细胞是生命的基本单位,其健康状态直接影响机体的整体功能。当细胞状态不佳时,可能导致代谢紊乱、免疫力下降,甚至诱发疾病。那么,哪些因素会导致细胞状态不佳呢?
细胞被污染
细胞被污染
-细菌/真菌污染:培养基浑浊、pH快速下降(变黄)、细胞死亡。
-支原体污染:细胞生长缓慢、形态异常,无明显培养基变化。
-病毒或交叉污染:与其他细胞系交叉污染导致表型改变。
培养基问题
-培养基成分失效:血清质量差(如灭活不当、反复冻融)、培养基过期或配制错误。
-pH和渗透压异常:细胞培养过程中代谢产物的积累、CO₂的挥发、培养基未平衡或储存不当都会引起pH和渗透压的异常。
-营养不足或代谢废物积累:换液不勤或细胞过密导致代谢废物(如乳酸、氨)堆积。
传代操作不当
-消化过度或不足:胰酶消化时间过长损伤细胞,或未完全解离形成细胞团。
-传代比例错误:细胞密度过低(无法启动增殖)或过高(接触抑制)。
-离心过度:离心速度或时间过长导致细胞机械损伤。
培养环境异常
-温度波动:培养箱温度不稳定(如开门频繁或校准失效)。
-CO₂浓度异常:CO₂浓度偏离5%(影响培养基pH)。
-湿度不足:培养箱湿度低导致培养基蒸发,渗透压升高。
-细胞老化:原代细胞或传代次数过多的细胞增殖能力下降。
-遗传变异:长期传代导致基因不稳定或突变。
-冻存/复苏损伤:冻存液配方不当、复苏速度慢或反复冻融。
污染控制
-严格无菌操作:超净台紫外灭菌、操作时酒精灯旁工作、定期检测支原体。
-污染后处理:直接丢弃污染细胞,彻底清洁培养箱和实验台,重新复苏备份细胞。
-抗生素使用:仅在紧急情况下短期使用(如双抗),避免掩盖支原体污染。
-更换新鲜培养基:使用优质血清(如Gibco、HyClone),避免反复冻融。
-校准pH和渗透压:使用pH计和渗透压仪检测,CO₂培养箱需预热平衡2小时。
-定期换液:高密度细胞每1-2天换液,避免代谢废物积累。
-控制消化时间:胰酶消化时显微镜下观察,细胞变圆即终止(通常30秒-5分钟)。
-调整传代密度:根据细胞类型设定合适比例(如HEK293传代比例1:3-1:6)。

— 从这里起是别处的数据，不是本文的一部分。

//! Flatten field implementation.
//!
//! This module provides [`FlattenField`], the code generator for nested
//! records walked in place of the parent.
//!
//! # Usage
//!
//! ```rust,ignore
//! #[derive(Default, Parameters)]
//! struct Database {
//!     #[param("/db/host")]
//!     host: String,
//! }
//!
//! #[derive(Default, Parameters)]
//! struct App {
//!     #[param(flatten)]
//!     database: Database,
//!
//!     #[param(flatten)]
//!     replica: Option<Database>,
//! }
//! ```
//!
//! # Generated Code Pattern
//!
//! ```rust,ignore
//! __walker.nested(&mut self.database)?;
//! __walker.optional_nested(&mut self.replica)?;
//! ```
//!
//! Nested keys are not prefixed: every nested field names its full key.

use proc_macro2::TokenStream as QuoteStream;
use quote::quote;
use syn::Ident;

use super::FieldGenerator;

/// A nested record field.
///
/// The nested type must also implement `Parameters`. An `Option` of it is
/// filled with `Default::default()` before walking.
pub struct FlattenField {
    /// The struct field name
    pub name: Ident,

    /// Whether the type is `Option<R>`
    pub optional: bool,
}

impl FieldGenerator for FlattenField {
    fn generate_walk(&self) -> QuoteStream {
        let name = &self.name;

        if self.optional {
            quote! { __walker.optional_nested(&mut self.#name)?; }
        } else {
            quote! { __walker.nested(&mut self.#name)?; }
        }
    }
}
//! Key template rendering.
//!
//! Keys may embed placeholders resolved against the caller's template
//! parameters before the key is sent to the store:
//!
//! | Placeholder | Resolves to |
//! |-------------|-------------|
//! | `{{.env}}` | field `env` of the parameters |
//! | `{{ .env }}` | same, whitespace inside the braces is ignored |
//! | `{{.db.name}}` | nested lookup through objects |
//! | `{{.}}` | the parameters value itself |
//!
//! Only scalar values (strings, numbers, booleans) can be rendered.

use std::ops::Range;

use serde_json::Value;
use thiserror::Error as ThisError;

/// Why a template could not be rendered.
///
/// Render failures are not fatal to a load: the tag parser keeps the
/// original key text.
#[derive(Clone, Debug, ThisError, PartialEq, Eq)]
pub enum TemplateError {
    /// A `{{` without a matching `}}`.
    #[error("unclosed action starting at byte {0}")]
    Unclosed(usize),

    /// An action that is not a `.`-rooted field path.
    #[error("invalid action '{0}'")]
    InvalidAction(String),

    /// The path does not exist in the parameters.
    #[error("no value for '{0}'")]
    MissingValue(String),

    /// The path resolves to an object, array or null.
    #[error("value for '{0}' is not a scalar")]
    NotScalar(String),
}

/// A parsed template fragment.
#[derive(Clone, Debug, PartialEq, Eq)]
enum Token {
    /// Literal text, as a range into the template.
    Literal(Range<usize>),
    /// A field path; empty for `{{.}}`.
    Field(Vec<String>),
}

fn tokenize(template: &str) -> Result<Vec<Token>, TemplateError> {
    let mut tokens = Vec::new();
    let mut pos = 0;

    while let Some(found) = template[pos..].find("{{") {
        let open = pos + found;
        if open > pos {
            tokens.push(Token::Literal(pos..open));
        }

        let body_start = open + 2;
        let close = template[body_start..]
            .find("}}")
            .map(|i| body_start + i)
            .ok_or(TemplateError::Unclosed(open))?;

        tokens.push(Token::Field(parse_action(&template[body_start..close])?));
        pos = close + 2;
    }

    if pos < template.len() {
        tokens.push(Token::Literal(pos..template.len()));
    }

    Ok(tokens)
}

fn parse_action(action: &str) -> Result<Vec<String>, TemplateError> {
    let trimmed = action.trim();
    let path = trimmed
        .strip_prefix('.')
        .ok_or_else(|| TemplateError::InvalidAction(trimmed.to_string()))?;

    if path.is_empty() {
        return Ok(Vec::new());
    }

    let segments: Vec<String> = path.split('.').map(str::to_string).collect();
    let valid = segments.iter().all(|s| {
        !s.is_empty() && s.chars().all(|c| c.is_alphanumeric() || c == '_' || c == '-')
    });

    if valid {
        Ok(segments)
    } else {
        Err(TemplateError::InvalidAction(trimmed.to_string()))
    }
}

fn lookup<'v>(params: &'v Value, path: &[String]) -> Result<&'v Value, TemplateError> {
    path.iter().try_fold(params, |value, segment| {
        value
            .get(segment.as_str())
            .ok_or_else(|| TemplateError::MissingValue(format!(".{}", path.join("."))))
    })
}

fn write_scalar(out: &mut String, value: &Value, path: &[String]) -> Result<(), TemplateError> {
    match value {
        Value::String(s) => out.push_str(s),
        Value::Number(n) => out.push_str(&n.to_string()),
        Value::Bool(b) => out.push_str(if *b { "true" } else { "false" }),
        Value::Null | Value::Array(_) | Value::Object(_) => {
            return Err(TemplateError::NotScalar(format!(".{}", path.join("."))));
        }
    }

    Ok(())
}

/// Renders `template` against `params`.
///
/// # Errors
///
/// Returns a [`TemplateError`] when the template is malformed or a
/// placeholder cannot be resolved to a scalar.
///
/// # Example
///
/// ```rust
/// use paramstore::template::render;
/// use serde_json::json;
///
/// let params = json!({ "env": "prod" });
/// assert_eq!(render("/{{.env}}/db/password", &params).unwrap(), "/prod/db/password");
/// ```
pub fn render(template: &str, params: &Value) -> Result<String, TemplateError> {
    let tokens = tokenize(template)?;
    let mut out = String::with_capacity(template.len());

    for token in &tokens {
        match token {
            Token::Literal(range) => out.push_str(&template[range.clone()]),
            Token::Field(path) => write_scalar(&mut out, lookup(params, path)?, path)?,
        }
    }

    Ok(out)
}

/// Whether `text` contains a placeholder opener.
#[must_use]
pub fn has_placeholders(text: &str) -> bool {
    text.contains("{{")
}

#[cfg(test)]
mod tests {
    use serde_json::json;

    use super::*;

    #[test]
    fn test_plain_text_unchanged() {
        assert_eq!(render("/app/key", &json!({})).unwrap(), "/app/key");
        assert!(!has_placeholders("/app/key"));
    }

    #[test]
    fn test_named_and_spaced_placeholders() {
        let params = json!({ "env": "dev", "region": "eu" });

        assert_eq!(
            render("/{{.env}}/{{ .region }}/key", &params).unwrap(),
            "/dev/eu/key"
        );
    }

    #[test]
    fn test_nested_lookup_and_scalars() {
        let params = json!({ "db": { "shard": 3, "primary": true } });

        assert_eq!(
            render("/db/{{.db.shard}}/{{.db.primary}}", &params).unwrap(),
            "/db/3/true"
        );
    }

    #[test]
    fn test_dot_renders_whole_value() {
        assert_eq!(render("/svc/{{.}}", &json!("api")).unwrap(), "/svc/api");
    }

    #[test]
    fn test_failures() {
        let params = json!({ "env": "dev", "list": [1, 2] });

        assert_eq!(
            render("/{{.env", &params),
            Err(TemplateError::Unclosed(1))
        );
        assert_eq!(
            render("/{{env}}", &params),
            Err(TemplateError::InvalidAction("env".to_string()))
        );
        assert_eq!(
            render("/{{.missing}}", &params),
            Err(TemplateError::MissingValue(".missing".to_string()))
        );
        assert_eq!(
            render("/{{.list}}", &params),
            Err(TemplateError::NotScalar(".list".to_string()))
        );
        assert!(matches!(
            render("/{{.a..b}}", &params),
            Err(TemplateError::InvalidAction(_))
        ));
    }

    #[test]
    fn test_single_braces_are_literal() {
        assert_eq!(render("/{a}/}}", &json!({})).unwrap(), "/{a}/}}");
    }
}
//! In-memory parameter store.

use std::collections::HashMap;

use parking_lot::RwLock;

use super::{Fetched, Parameter, ParameterKind, ParameterStore, StoreError};
use crate::MAX_PARAMETERS;

#[derive(Clone, Debug)]
struct Entry {
    value: String,
    kind: ParameterKind,
}

/// A thread-safe in-memory [`ParameterStore`].
///
/// Enforces the same per-request key limit as a remote store and reports
/// unknown keys as invalid. Values can be changed at any time with
/// [`set`](Self::set), which makes it usable behind a running watcher.
///
/// `SecureString` values are returned as-is when fetched with decryption
/// and masked otherwise.
///
/// # Example
///
/// ```rust
/// use paramstore::store::{MemoryStore, ParameterStore};
///
/// let store = MemoryStore::new()
///     .with("/app/port", "8080")
///     .with_secure("/app/token", "s3cr3t");
///
/// let fetched = store.get_parameters(&["/app/port", "/app/missing"], false).unwrap();
/// assert_eq!(fetched.parameters[0].value, "8080");
/// assert_eq!(fetched.invalid, vec!["/app/missing".to_string()]);
/// ```
#[derive(Debug)]
pub struct MemoryStore {
    name: String,
    max_keys: usize,
    entries: RwLock<HashMap<String, Entry>>,
}

impl Default for MemoryStore {
    fn default() -> Self {
        Self::new()
    }
}

impl MemoryStore {
    /// Creates an empty store named `"memory"`.
    #[must_use]
    pub fn new() -> Self {
        Self {
            name: "memory".to_string(),
            max_keys: MAX_PARAMETERS,
            entries: RwLock::new(HashMap::new()),
        }
    }

    /// Sets the store's name.
    #[must_use]
    pub fn named(mut self, name: impl Into<String>) -> Self {
        self.name = name.into();

        self
    }

    /// Adds a plain parameter.
    #[must_use]
    pub fn with(self, key: impl Into<String>, value: impl Into<String>) -> Self {
        self.set(key, value);

        self
    }

    /// Adds an encrypted parameter.
    #[must_use]
    pub fn with_secure(self, key: impl Into<String>, value: impl Into<String>) -> Self {
        self.set_kind(key, value, ParameterKind::SecureString);

        self
    }

    /// Sets or replaces a plain parameter.
    pub fn set(&self, key: impl Into<String>, value: impl Into<String>) {
        self.set_kind(key, value, ParameterKind::String);
    }

    /// Sets or replaces a parameter of the given kind.
    pub fn set_kind(&self, key: impl Into<String>, value: impl Into<String>, kind: ParameterKind) {
        self.entries.write().insert(
            key.into(),
            Entry {
                value: value.into(),
                kind,
            },
        );
    }

    /// Removes a parameter, returning whether it existed.
    pub fn remove(&self, key: &str) -> bool {
        self.entries.write().remove(key).is_some()
    }

    /// Number of stored parameters.
    #[must_use]
    pub fn len(&self) -> usize {
        self.entries.read().len()
    }

    /// Whether the store is empty.
    #[must_use]
    pub fn is_empty(&self) -> bool {
        self.entries.read().is_empty()
    }

    fn parameter(key: &str, entry: &Entry, decrypt: bool) -> Parameter {
        let value = if entry.kind == ParameterKind::SecureString && !decrypt {
            "*".repeat(entry.value.len().min(8))
        } else {
            entry.value.clone()
        };

        Parameter {
            name: key.to_string(),
            value,
            kind: entry.kind,
        }
    }
}

impl ParameterStore for MemoryStore {
    fn name(&self) -> &str {
        &self.name
    }

    fn get_parameter(&self, key: &str, decrypt: bool) -> Result<Parameter, StoreError> {
        let entries = self.entries.read();

        entries
            .get(key)
            .map(|entry| Self::parameter(key, entry, decrypt))
            .ok_or_else(|| StoreError::not_found(&self.name, key))
    }

    fn get_parameters(&self, keys: &[&str], decrypt: bool) -> Result<Fetched, StoreError> {
        if keys.len() > self.max_keys {
            return Err(StoreError::TooManyKeys {
                store: self.name.clone(),
                requested: keys.len(),
                max: self.max_keys,
            });
        }

        let entries = self.entries.read();
        let mut fetched = Fetched::default();

        for key in keys {
            match entries.get(*key) {
                Some(entry) => fetched
                    .parameters
                    .push(Self::parameter(key, entry, decrypt)),
                None => fetched.invalid.push((*key).to_string()),
            }
        }

        Ok(fetched)
    }
}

-轻柔操作:离心速度≤1000 rpm,时间≤5分钟,重悬时避免吹打过猛。
-培养箱维护:每日监控温湿度、CO₂浓度,定期校准并清洁水盘。
-减少干扰:培养箱开门时间尽量短,放置位置远离通风口或震源。
细胞质量控制
-定期更换细胞:原代细胞尽早使用,传代细胞不超过推荐代数(如Hela细胞≤50代)。
-规范冻存/复苏:使用含10% DMSO的冻存液,复苏时37℃水浴快速融化。
-细胞鉴定:定期STR分型或支原体检测,避免交叉污染。